**What is needed**
Return every line below in which "window" appears.

------------------------------------------------------------------------

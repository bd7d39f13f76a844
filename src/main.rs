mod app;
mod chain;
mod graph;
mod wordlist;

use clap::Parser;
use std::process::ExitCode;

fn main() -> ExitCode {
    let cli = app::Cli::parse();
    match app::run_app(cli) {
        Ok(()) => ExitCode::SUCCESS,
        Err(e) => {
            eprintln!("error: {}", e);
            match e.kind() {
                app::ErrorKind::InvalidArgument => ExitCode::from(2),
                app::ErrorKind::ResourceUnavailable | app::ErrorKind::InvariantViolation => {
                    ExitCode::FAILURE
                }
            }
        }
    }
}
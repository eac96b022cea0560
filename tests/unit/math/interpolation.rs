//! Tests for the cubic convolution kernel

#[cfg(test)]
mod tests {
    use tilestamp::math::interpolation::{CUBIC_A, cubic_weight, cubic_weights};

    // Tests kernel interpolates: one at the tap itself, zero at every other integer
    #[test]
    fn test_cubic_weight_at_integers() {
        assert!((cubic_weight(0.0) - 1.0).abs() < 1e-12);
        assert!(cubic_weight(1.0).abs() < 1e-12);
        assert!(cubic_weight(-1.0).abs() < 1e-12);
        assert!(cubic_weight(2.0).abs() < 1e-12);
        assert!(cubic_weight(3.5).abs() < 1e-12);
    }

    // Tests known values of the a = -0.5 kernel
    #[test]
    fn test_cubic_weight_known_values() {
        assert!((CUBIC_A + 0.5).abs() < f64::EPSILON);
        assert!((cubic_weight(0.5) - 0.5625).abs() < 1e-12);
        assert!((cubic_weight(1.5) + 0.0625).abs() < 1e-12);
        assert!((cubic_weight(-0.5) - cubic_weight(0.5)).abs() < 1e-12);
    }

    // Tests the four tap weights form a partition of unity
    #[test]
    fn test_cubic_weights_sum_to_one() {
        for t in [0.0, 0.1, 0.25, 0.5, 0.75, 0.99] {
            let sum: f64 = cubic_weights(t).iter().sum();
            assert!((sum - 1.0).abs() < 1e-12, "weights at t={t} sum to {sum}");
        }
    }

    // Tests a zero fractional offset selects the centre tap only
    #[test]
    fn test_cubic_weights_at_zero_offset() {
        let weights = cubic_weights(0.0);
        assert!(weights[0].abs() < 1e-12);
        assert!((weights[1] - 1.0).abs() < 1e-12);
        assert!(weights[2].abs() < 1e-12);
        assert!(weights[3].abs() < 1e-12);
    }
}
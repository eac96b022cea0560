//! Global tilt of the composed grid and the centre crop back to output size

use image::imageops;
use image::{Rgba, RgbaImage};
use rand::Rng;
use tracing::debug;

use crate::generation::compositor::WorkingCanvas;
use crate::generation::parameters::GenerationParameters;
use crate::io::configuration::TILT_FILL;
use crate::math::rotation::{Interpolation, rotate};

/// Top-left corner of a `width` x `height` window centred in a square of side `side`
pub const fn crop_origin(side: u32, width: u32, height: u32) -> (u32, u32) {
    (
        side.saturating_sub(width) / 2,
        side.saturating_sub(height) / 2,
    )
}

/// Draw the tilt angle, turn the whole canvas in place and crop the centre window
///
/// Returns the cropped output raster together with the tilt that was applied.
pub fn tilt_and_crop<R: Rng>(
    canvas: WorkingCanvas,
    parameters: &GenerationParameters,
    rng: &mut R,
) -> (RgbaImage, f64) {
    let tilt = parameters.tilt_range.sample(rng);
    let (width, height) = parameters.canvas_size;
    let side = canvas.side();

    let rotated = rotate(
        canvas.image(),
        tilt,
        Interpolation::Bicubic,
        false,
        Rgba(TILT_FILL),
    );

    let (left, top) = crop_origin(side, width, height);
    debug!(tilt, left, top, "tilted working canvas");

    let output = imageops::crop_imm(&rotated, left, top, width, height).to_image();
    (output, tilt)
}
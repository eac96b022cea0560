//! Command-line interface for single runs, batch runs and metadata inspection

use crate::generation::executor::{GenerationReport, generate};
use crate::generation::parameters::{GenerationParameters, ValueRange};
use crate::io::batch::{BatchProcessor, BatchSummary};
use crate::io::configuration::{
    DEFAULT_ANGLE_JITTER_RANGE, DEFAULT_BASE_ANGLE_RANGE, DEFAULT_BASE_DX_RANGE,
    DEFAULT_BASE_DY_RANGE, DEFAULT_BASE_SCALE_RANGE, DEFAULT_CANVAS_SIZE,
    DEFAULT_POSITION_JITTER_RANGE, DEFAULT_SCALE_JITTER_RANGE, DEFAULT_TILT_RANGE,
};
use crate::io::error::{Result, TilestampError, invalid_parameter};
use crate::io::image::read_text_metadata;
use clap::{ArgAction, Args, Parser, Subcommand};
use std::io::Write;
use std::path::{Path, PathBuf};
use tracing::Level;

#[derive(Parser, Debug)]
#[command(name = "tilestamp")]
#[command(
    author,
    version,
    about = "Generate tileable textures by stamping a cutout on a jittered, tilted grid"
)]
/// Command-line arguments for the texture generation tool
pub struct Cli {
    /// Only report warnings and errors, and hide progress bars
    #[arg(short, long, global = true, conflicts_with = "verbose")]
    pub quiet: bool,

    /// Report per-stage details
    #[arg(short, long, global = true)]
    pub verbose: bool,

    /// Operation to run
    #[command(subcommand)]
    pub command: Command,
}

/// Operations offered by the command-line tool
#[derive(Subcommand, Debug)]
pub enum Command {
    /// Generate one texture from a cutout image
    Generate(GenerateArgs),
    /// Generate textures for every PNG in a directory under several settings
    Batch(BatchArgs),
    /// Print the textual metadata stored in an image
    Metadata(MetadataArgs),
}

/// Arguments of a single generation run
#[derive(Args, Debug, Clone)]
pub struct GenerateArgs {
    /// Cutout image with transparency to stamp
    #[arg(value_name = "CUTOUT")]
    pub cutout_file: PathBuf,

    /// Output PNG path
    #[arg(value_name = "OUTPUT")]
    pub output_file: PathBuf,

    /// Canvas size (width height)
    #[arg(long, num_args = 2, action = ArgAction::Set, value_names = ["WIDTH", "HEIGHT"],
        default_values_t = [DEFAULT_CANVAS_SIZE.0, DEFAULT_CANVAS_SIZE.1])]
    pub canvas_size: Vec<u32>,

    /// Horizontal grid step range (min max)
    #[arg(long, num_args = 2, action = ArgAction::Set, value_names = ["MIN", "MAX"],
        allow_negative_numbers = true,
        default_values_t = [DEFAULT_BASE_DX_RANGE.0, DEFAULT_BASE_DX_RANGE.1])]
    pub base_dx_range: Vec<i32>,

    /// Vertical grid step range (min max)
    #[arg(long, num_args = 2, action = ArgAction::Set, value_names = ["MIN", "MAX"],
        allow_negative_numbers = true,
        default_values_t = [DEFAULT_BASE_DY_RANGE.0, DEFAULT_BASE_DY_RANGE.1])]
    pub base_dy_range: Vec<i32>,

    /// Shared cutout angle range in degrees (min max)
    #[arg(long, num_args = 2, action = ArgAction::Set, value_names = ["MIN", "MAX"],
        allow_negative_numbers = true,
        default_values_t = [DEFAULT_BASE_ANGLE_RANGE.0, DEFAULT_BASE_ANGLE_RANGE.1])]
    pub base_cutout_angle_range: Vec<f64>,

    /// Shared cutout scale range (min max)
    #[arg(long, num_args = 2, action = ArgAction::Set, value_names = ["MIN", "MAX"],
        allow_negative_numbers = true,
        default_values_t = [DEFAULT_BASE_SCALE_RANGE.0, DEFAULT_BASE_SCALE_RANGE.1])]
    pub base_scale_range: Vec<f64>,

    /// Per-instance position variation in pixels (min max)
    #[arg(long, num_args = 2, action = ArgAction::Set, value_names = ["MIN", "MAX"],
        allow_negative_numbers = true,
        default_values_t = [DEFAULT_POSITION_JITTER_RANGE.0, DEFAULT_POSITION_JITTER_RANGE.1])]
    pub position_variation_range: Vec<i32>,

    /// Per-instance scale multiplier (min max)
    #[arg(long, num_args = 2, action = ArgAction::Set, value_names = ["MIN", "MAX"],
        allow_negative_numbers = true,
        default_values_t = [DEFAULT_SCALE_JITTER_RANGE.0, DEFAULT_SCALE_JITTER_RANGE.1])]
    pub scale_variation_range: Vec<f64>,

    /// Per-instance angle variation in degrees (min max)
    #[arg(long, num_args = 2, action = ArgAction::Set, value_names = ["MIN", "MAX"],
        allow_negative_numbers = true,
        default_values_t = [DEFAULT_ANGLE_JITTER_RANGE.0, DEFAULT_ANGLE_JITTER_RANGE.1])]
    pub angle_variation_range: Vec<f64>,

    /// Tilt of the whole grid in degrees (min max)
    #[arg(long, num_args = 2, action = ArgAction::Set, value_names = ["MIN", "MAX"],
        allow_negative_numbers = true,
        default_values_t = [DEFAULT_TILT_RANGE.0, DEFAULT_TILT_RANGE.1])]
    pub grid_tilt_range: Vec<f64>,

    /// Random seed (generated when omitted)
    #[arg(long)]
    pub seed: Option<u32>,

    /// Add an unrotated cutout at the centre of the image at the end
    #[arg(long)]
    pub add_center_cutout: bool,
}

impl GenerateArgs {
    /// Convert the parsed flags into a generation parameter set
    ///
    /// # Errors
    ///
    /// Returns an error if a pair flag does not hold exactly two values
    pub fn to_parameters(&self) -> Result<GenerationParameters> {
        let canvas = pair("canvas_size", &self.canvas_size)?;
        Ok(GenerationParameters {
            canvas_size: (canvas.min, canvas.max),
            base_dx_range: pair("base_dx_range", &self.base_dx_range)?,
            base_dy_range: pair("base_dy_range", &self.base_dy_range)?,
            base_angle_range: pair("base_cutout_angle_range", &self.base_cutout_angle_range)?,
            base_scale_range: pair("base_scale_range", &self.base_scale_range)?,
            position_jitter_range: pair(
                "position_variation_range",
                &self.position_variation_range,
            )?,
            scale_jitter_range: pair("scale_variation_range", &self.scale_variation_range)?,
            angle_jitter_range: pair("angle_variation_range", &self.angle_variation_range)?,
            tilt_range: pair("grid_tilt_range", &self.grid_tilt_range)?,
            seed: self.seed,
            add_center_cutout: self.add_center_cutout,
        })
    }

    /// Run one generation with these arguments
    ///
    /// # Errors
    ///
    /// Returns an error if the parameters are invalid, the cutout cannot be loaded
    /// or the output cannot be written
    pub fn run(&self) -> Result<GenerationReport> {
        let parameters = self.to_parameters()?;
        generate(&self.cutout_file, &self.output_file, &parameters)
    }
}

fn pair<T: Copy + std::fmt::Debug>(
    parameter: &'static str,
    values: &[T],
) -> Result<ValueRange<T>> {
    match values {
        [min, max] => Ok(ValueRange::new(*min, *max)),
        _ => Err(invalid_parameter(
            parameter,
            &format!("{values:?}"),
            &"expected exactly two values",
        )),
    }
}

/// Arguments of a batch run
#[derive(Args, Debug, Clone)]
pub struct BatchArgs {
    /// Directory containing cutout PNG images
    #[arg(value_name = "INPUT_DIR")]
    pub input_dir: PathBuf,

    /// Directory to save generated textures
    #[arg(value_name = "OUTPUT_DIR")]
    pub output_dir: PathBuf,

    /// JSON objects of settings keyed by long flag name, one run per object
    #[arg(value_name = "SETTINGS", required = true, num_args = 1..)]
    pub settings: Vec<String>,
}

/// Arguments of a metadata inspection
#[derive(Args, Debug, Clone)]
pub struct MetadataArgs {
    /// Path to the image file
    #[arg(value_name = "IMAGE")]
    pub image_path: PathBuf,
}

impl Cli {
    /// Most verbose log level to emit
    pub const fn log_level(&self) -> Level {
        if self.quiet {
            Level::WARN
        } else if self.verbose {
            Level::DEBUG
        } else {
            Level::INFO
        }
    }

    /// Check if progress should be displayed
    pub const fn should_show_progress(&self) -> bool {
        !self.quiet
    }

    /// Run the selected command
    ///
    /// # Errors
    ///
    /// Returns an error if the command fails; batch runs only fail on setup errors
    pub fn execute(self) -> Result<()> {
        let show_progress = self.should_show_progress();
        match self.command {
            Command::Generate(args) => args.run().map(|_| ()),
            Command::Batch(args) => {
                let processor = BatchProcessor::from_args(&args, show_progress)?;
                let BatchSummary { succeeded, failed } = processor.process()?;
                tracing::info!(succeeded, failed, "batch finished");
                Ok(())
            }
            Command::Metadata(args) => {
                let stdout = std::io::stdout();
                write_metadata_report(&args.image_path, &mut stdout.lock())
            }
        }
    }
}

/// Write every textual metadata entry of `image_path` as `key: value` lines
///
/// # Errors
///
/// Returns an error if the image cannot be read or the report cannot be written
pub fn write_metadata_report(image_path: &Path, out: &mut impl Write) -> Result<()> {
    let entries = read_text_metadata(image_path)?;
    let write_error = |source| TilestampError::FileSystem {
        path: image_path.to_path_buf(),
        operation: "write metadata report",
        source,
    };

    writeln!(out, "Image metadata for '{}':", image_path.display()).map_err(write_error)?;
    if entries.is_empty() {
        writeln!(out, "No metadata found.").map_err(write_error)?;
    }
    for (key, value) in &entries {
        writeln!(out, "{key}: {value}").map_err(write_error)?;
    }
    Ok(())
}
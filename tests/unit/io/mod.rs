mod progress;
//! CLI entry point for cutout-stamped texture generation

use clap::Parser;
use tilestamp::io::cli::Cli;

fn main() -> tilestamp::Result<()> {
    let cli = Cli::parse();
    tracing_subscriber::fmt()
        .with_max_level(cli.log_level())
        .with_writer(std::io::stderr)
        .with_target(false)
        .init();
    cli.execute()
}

------------------------------------------------------------------------

**Reply**
/// Top-left corner of a `width` x `height` window centred in a square of side `side`
/// Draw the tilt angle, turn the whole canvas in place and crop the centre window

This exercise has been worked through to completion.